Through the work of its director, Joseph D. Buxbaum, PhD, the Seaver Autism Center for Research and Treatment is a leader in gene discovery in autism and has demonstrated that many individuals with autism have genetic conditions. This provides an opportunity to consider autism from a genetic perspective, identifying and studying rare genetic diseases with high risk for autism, each having specific characteristics and potential opportunities for unique, targeted treatments.

Building on its leadership in gene discovery, the Seaver Autism Center has become one of the foremost research centers advancing the treatment for rare genetic diseases and autism. We focus on several of the top autism genes discovered by the Autism Sequencing Consortium, an international collaboration co-founded by Dr. Buxbaum. For each gene we study, researchers in the Seaver Autism Center coordinate across their laboratories, studying human neurons and organoids in culture, as well as rodent models with mutations in the genes, and assessing clinical and biomarker phenotypes in individuals with mutations in these genes. We also carry out clinical trials in these disorders and, with the help of our specialists in drug discovery and development, we have developed comprehensive strategies for novel therapeutics.

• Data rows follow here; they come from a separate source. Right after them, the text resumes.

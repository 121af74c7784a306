//! Integration workflow: guards and bookkeeping against the recording SCM
//! fake, and full promotions against real git with mirrored orgs.

mod common;

use std::path::Path;
use std::process::Command;
use std::sync::Arc;

use chrono::Utc;
use common::{creds, FakeScm, Workspace};
use metatrack_core::{EnvironmentName, IntegrationBranch, RenameDeploy, TrackedObject};
use metatrack_scm::ScmAdapter;
use metatrack_sync::{discard, integrate, rebase, resume, status, Environment, SyncContext, SyncError};
use rstest::rstest;

fn env(name: &str) -> EnvironmentName {
    EnvironmentName::from(name)
}

fn locked(ctx: &SyncContext, name: &str) -> bool {
    ctx.store.load_environment(&env(name)).expect("record").locked
}

fn object_names(ctx: &SyncContext, name: &str) -> Vec<String> {
    let mut names: Vec<String> = ctx
        .store
        .load_objects(&env(name))
        .expect("objects")
        .into_iter()
        .map(|o| o.full_name)
        .collect();
    names.sort();
    names
}

fn full_names(objects: &[TrackedObject]) -> Vec<String> {
    objects.iter().map(|o| o.full_name.clone()).collect()
}

fn git_out(repo: &Path, args: &[&str]) -> String {
    let out = Command::new("git").arg("-C").arg(repo).args(args).output().expect("git");
    String::from_utf8_lossy(&out.stdout).trim().to_string()
}

/// prod and dev orgs holding the same two classes, both environments created.
fn provision(ws: &Workspace, ctx: &SyncContext) {
    for org in ["prod", "dev"] {
        ws.put_class(org, "Invoice", "public class Invoice {}", 0);
        ws.put_class(org, "Legacy", "// retired before go-live", 0);
    }
    Environment::create(ctx, "prod", creds("admin@prod"), true).expect("prod");
    Environment::create(ctx, "dev", creds("admin@dev"), false).expect("dev");
}

// ---------------------------------------------------------------------------
// Guards (fake SCM)
// ---------------------------------------------------------------------------

fn fake_setup() -> (Workspace, Arc<FakeScm>, SyncContext) {
    let ws = Workspace::new();
    let fake = FakeScm::new();
    let ctx = ws.context(fake.clone() as Arc<dyn ScmAdapter>);
    provision(&ws, &ctx);
    (ws, fake, ctx)
}

#[test]
fn integrating_into_itself_is_rejected() {
    let (_ws, _fake, ctx) = fake_setup();
    let err = integrate(&ctx, &env("dev"), &env("dev")).err().expect("error");
    assert!(matches!(err, SyncError::Configuration(_)), "got: {err}");
}

#[test]
fn locked_source_aborts_without_side_effects() {
    let (_ws, fake, ctx) = fake_setup();
    let mut dev = Environment::load(&ctx, &env("dev")).expect("load");
    dev.lock().expect("lock");
    let calls = fake.calls().len();

    let err = integrate(&ctx, &env("dev"), &env("prod")).err().expect("error");
    assert!(matches!(err, SyncError::Locked { ref name } if name == "dev"), "got: {err}");
    assert_eq!(fake.calls().len(), calls);
    assert!(!locked(&ctx, "prod"));
    assert!(status(&ctx, &env("prod")).unwrap().is_none());
}

#[test]
fn pending_integration_blocks_a_new_one() {
    let (_ws, _fake, ctx) = fake_setup();
    let pending = IntegrationBranch {
        name: "integration/dev-into-prod-20240603090000".into(),
        source: env("dev"),
        dest: env("prod"),
        pre_merge_ref: "0".repeat(40),
        post_merge_ref: None,
        is_deployed: false,
        holds_locks: false,
        created_at: Utc::now(),
    };
    ctx.store.save_integration(&pending).expect("save");

    let err = integrate(&ctx, &env("dev"), &env("prod")).err().expect("error");
    assert!(matches!(err, SyncError::IntegrationPending { .. }), "got: {err}");
    assert!(!locked(&ctx, "dev"));
    assert!(!locked(&ctx, "prod"));
    assert_eq!(status(&ctx, &env("prod")).unwrap(), Some(pending));
}

#[test]
fn resume_and_discard_need_a_pending_integration() {
    let (_ws, _fake, ctx) = fake_setup();
    assert!(matches!(
        resume(&ctx, &env("prod")),
        Err(SyncError::NoPendingIntegration { .. })
    ));
    assert!(matches!(
        discard(&ctx, &env("prod")),
        Err(SyncError::NoPendingIntegration { .. })
    ));
}

#[test]
fn failure_before_deploy_removes_branch_and_unlocks() {
    let (_ws, fake, ctx) = fake_setup();
    fake.fail_on("merge", 1);

    let err = integrate(&ctx, &env("dev"), &env("prod")).err().expect("error");
    assert!(matches!(err, SyncError::Scm(_)), "got: {err}");
    assert!(status(&ctx, &env("prod")).unwrap().is_none());
    assert!(!locked(&ctx, "dev"));
    assert!(!locked(&ctx, "prod"));
    assert!(fake
        .calls()
        .iter()
        .any(|c| c.starts_with("delete_branch integration/dev-into-prod-") && c.ends_with("Both")));
}

#[test]
fn lock_dropped_after_promotion_failure_is_not_reclaimed() {
    let (_ws, fake, ctx) = fake_setup();
    fake.fail_on("tag", 1);

    let err = integrate(&ctx, &env("dev"), &env("prod")).err().expect("error");
    assert!(matches!(err, SyncError::Scm(_)), "got: {err}");
    assert!(!locked(&ctx, "dev"));
    assert!(!locked(&ctx, "prod"));
    let pending = status(&ctx, &env("prod")).unwrap().expect("record kept");
    assert!(!pending.holds_locks);

    // Another workflow takes dev in the meantime.
    let mut dev = Environment::load(&ctx, &env("dev")).expect("load");
    dev.lock().expect("lock");
    let calls = fake.calls().len();
    assert!(matches!(
        resume(&ctx, &env("prod")),
        Err(SyncError::Locked { ref name }) if name == "dev"
    ));
    assert!(matches!(
        discard(&ctx, &env("prod")),
        Err(SyncError::Locked { ref name }) if name == "dev"
    ));
    assert_eq!(fake.calls().len(), calls);
    assert!(locked(&ctx, "dev"));
    assert!(!locked(&ctx, "prod"));
    assert_eq!(status(&ctx, &env("prod")).unwrap(), Some(pending.clone()));

    dev.unlock().expect("unlock");
    let outcome = resume(&ctx, &env("prod")).expect("resume");
    assert_eq!(outcome.branch, pending.name);
    assert!(status(&ctx, &env("prod")).unwrap().is_none());
    assert!(!locked(&ctx, "dev"));
    assert!(!locked(&ctx, "prod"));
}

#[test]
fn discard_after_promotion_failure_relocks_then_releases() {
    let (_ws, fake, ctx) = fake_setup();
    fake.fail_on("push_tags", 1);
    integrate(&ctx, &env("dev"), &env("prod")).err().expect("error");
    assert!(!status(&ctx, &env("prod")).unwrap().expect("record kept").holds_locks);

    let dropped = discard(&ctx, &env("prod")).expect("discard");
    assert!(dropped.name.starts_with("integration/dev-into-prod-"));
    assert!(status(&ctx, &env("prod")).unwrap().is_none());
    assert!(!locked(&ctx, "dev"));
    assert!(!locked(&ctx, "prod"));
}

#[test]
fn rebase_promotes_production_into_the_environment() {
    let (_ws, fake, ctx) = fake_setup();
    let outcome = rebase(&ctx, &env("dev")).expect("rebase");

    assert!(outcome.branch.starts_with("integration/prod-into-dev-"));
    assert!(outcome.tag.starts_with("deploy/dev/"));
    assert!(outcome.deleted.is_empty() && outcome.deployed.is_empty());

    let calls = fake.calls();
    let pos = |call: &str| calls.iter().position(|c| c == call).unwrap_or_else(|| panic!("missing {call}"));
    assert!(pos("fetch master") < pos("merge origin/master"));
    assert!(pos("merge origin/master") < pos(&format!("merge {}", outcome.branch)));
    assert!(pos(&format!("merge {}", outcome.branch)) < pos(&format!("tag {}", outcome.tag)));
    assert!(calls.contains(&"push_tags".to_string()));
    assert!(status(&ctx, &env("dev")).unwrap().is_none());
    assert!(!locked(&ctx, "dev"));
    assert!(!locked(&ctx, "prod"));
}

// ---------------------------------------------------------------------------
// End to end (git)
// ---------------------------------------------------------------------------

/// dev edits Invoice, deletes Legacy and adds Report, then records it.
fn develop(ws: &Workspace, ctx: &SyncContext) {
    ws.put_class("dev", "Invoice", "public class Invoice { void pay() {} }", 10);
    ws.remove_class("dev", "Legacy");
    ws.put_class("dev", "Report", "public class Report { Integer rows = 42; }", 11);
    let changes = Environment::load(ctx, &env("dev"))
        .expect("load")
        .changeset()
        .expect("changeset");
    assert_eq!(changes.len(), 3);
}

#[test]
fn integration_deploys_destructive_then_additive_and_promotes() {
    require_git!();
    let ws = Workspace::new();
    let (ctx, recorder) = ws.recorded_git_context();
    provision(&ws, &ctx);
    develop(&ws, &ctx);

    let outcome = integrate(&ctx, &env("dev"), &env("prod")).expect("integrate");

    let deleted: Vec<_> = outcome.deleted.iter().map(|o| o.full_name.as_str()).collect();
    let mut deployed: Vec<_> = outcome.deployed.iter().map(|o| o.full_name.as_str()).collect();
    deployed.sort();
    assert_eq!(deleted, vec!["Legacy"]);
    assert_eq!(deployed, vec!["Invoice", "Report"]);
    assert_eq!(
        recorder.deploys(),
        vec![("prod".to_string(), true), ("prod".to_string(), false)]
    );

    assert_eq!(
        ws.org_file("prod", "classes/Invoice.cls").as_deref(),
        Some("public class Invoice { void pay() {} }")
    );
    assert!(ws.org_file("prod", "classes/Legacy.cls").is_none());
    assert!(ws.org_file("prod", "classes/Report.cls-meta.xml").is_some());
    assert_eq!(object_names(&ctx, "prod"), vec!["Invoice", "Report"]);

    let wc = ws.working_copy("prod");
    assert_eq!(git_out(&wc, &["rev-parse", "--abbrev-ref", "HEAD"]), "master");
    assert!(wc.join("classes/Report.cls").is_file());
    assert!(!wc.join("classes/Legacy.cls").exists());
    assert_eq!(git_out(&wc, &["tag", "--list", "deploy/prod/*"]), outcome.tag);
    assert!(git_out(&wc, &["branch", "--list", "integration/*"]).is_empty());
    assert!(!git_out(&wc, &["ls-remote", "--heads", "origin"]).contains("integration/"));

    assert!(status(&ctx, &env("prod")).unwrap().is_none());
    assert!(!locked(&ctx, "dev"));
    assert!(!locked(&ctx, "prod"));
}

#[test]
fn merge_conflict_aborts_and_cleans_up() {
    require_git!();
    let ws = Workspace::new();
    let ctx = ws.git_context();
    provision(&ws, &ctx);

    ws.put_class("prod", "Invoice", "public class Invoice { /* hotfix */ }", 20);
    Environment::load(&ctx, &env("prod")).unwrap().changeset().expect("prod changeset");
    ws.put_class("dev", "Invoice", "public class Invoice { /* feature */ }", 21);
    Environment::load(&ctx, &env("dev")).unwrap().changeset().expect("dev changeset");

    let err = integrate(&ctx, &env("dev"), &env("prod")).err().expect("conflict");
    match err {
        SyncError::MergeConflict { ref paths } => assert_eq!(paths, &vec!["classes/Invoice.cls".to_string()]),
        other => panic!("expected MergeConflict, got {other}"),
    }

    let wc = ws.working_copy("prod");
    assert_eq!(git_out(&wc, &["rev-parse", "--abbrev-ref", "HEAD"]), "master");
    assert!(git_out(&wc, &["branch", "--list", "integration/*"]).is_empty());
    assert!(git_out(&wc, &["status", "--porcelain"]).is_empty());
    assert!(status(&ctx, &env("prod")).unwrap().is_none());
    assert!(!locked(&ctx, "dev"));
    assert!(!locked(&ctx, "prod"));
}

const LEDGER_BODY: &str = "    Integer total = 0;
    Integer count = 0;
    String label = 'ledger';
    Boolean open = true;
    Decimal rate = 0.5;
}
";

fn ledger_class(name: &str) -> String {
    format!("public class {name} {{\n{LEDGER_BODY}")
}

#[rstest]
#[case::delete_then_add(RenameDeploy::DeleteThenAdd, vec!["Invoice"], vec![("prod", true), ("prod", false)], vec!["Billing"])]
#[case::additive_only(RenameDeploy::AdditiveOnly, vec![], vec![("prod", false)], vec!["Billing", "Invoice"])]
fn renamed_object_deploys_per_policy(
    #[case] policy: RenameDeploy,
    #[case] deleted: Vec<&str>,
    #[case] deploys: Vec<(&str, bool)>,
    #[case] prod_objects: Vec<&str>,
) {
    require_git!();
    let ws = Workspace::new();
    let (mut ctx, recorder) = ws.recorded_git_context();
    ctx.settings.rename_deploy = policy;
    ws.put_class("prod", "Invoice", &ledger_class("Invoice"), 0);
    let invoice = ws.put_class("dev", "Invoice", &ledger_class("Invoice"), 0);
    Environment::create(&ctx, "prod", creds("admin@prod"), true).expect("prod");
    Environment::create(&ctx, "dev", creds("admin@dev"), false).expect("dev");

    ws.rename_class("dev", &invoice, "Billing", &ledger_class("Billing"), 10);
    let changes = Environment::load(&ctx, &env("dev"))
        .expect("load")
        .changeset()
        .expect("changeset");
    assert_eq!(changes.len(), 1);

    let outcome = integrate(&ctx, &env("dev"), &env("prod")).expect("integrate");
    assert_eq!(full_names(&outcome.deleted), deleted);
    assert_eq!(full_names(&outcome.deployed), vec!["Billing"]);
    let expected: Vec<(String, bool)> = deploys.into_iter().map(|(o, d)| (o.to_string(), d)).collect();
    assert_eq!(recorder.deploys(), expected);
    assert_eq!(object_names(&ctx, "prod"), prod_objects);
    assert!(ws.org_file("prod", "classes/Billing.cls").is_some());
}

#[test]
fn failed_deploy_stays_locked_until_resumed() {
    require_git!();
    let ws = Workspace::new();
    let (ctx, recorder) = ws.recorded_git_context();
    provision(&ws, &ctx);
    develop(&ws, &ctx);

    recorder.set_failing(true);
    let err = integrate(&ctx, &env("dev"), &env("prod")).err().expect("deploy failure");
    assert!(matches!(err, SyncError::DeployFailure { ref org, .. } if org == "prod"), "got: {err}");
    assert!(locked(&ctx, "dev"));
    assert!(locked(&ctx, "prod"));
    let pending = status(&ctx, &env("prod")).unwrap().expect("pending");
    assert!(!pending.is_deployed);
    assert!(pending.post_merge_ref.is_some());
    assert_eq!(
        ws.org_file("prod", "classes/Invoice.cls").as_deref(),
        Some("public class Invoice {}")
    );

    // A new integration cannot start while this one is pending.
    assert!(matches!(
        integrate(&ctx, &env("dev"), &env("prod")),
        Err(SyncError::Locked { .. })
    ));

    recorder.set_failing(false);
    let outcome = resume(&ctx, &env("prod")).expect("resume");
    assert_eq!(outcome.branch, pending.name);
    assert_eq!(
        ws.org_file("prod", "classes/Invoice.cls").as_deref(),
        Some("public class Invoice { void pay() {} }")
    );
    assert!(status(&ctx, &env("prod")).unwrap().is_none());
    assert!(!locked(&ctx, "dev"));
    assert!(!locked(&ctx, "prod"));
}

#[test]
fn failed_deploy_can_be_discarded() {
    require_git!();
    let ws = Workspace::new();
    let (ctx, recorder) = ws.recorded_git_context();
    provision(&ws, &ctx);
    develop(&ws, &ctx);

    recorder.set_failing(true);
    integrate(&ctx, &env("dev"), &env("prod")).err().expect("deploy failure");

    let dropped = discard(&ctx, &env("prod")).expect("discard");
    assert!(dropped.name.starts_with("integration/dev-into-prod-"));
    assert!(status(&ctx, &env("prod")).unwrap().is_none());
    assert!(!locked(&ctx, "dev"));
    assert!(!locked(&ctx, "prod"));

    let wc = ws.working_copy("prod");
    assert_eq!(git_out(&wc, &["rev-parse", "--abbrev-ref", "HEAD"]), "master");
    assert!(git_out(&wc, &["branch", "--list", "integration/*"]).is_empty());
    assert!(wc.join("classes/Legacy.cls").is_file());
    assert_eq!(
        ws.org_file("prod", "classes/Invoice.cls").as_deref(),
        Some("public class Invoice {}")
    );
}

We have also brought genetic testing to the forefront of autism diagnosis and care.


The Seaver Center brings multidisciplinary expertise and state-of-the-art resources to the identification and study of rare diseases. Top autism genes under active study at the Seaver Center include ADNP, ARID1B, CHAMP1, DDX3X, DYRK1A, FOXP1, NF1, SHANK2 and SHANK3.

Our team has:

  • Identified the top genes in autism and uses genetic functional and clinical approaches to comprehensively understand how the mutations manifest.
  • Observed patients with the disorders we study and identified biomarkers and relevant clinical endpoints in order to lead clinical trials for these genetic disorders.
  • Disseminated clinical guidelines for these disorders to help families obtain optimal care.
  • Collected cells from patients and mapped the cellular phenotypes associated with human neurons. These studies illuminate molecular changes that contribute to behavioral differences and also provide a method to screen drugs for treatment.
  • Generated rodent models and characterized translatable behavioral and physiological endpoints to use for validation of drugs for treatment.
  • Carried out clinical trials in these genetic disorders: ADNP and Phelan-McDermid-Syndrome.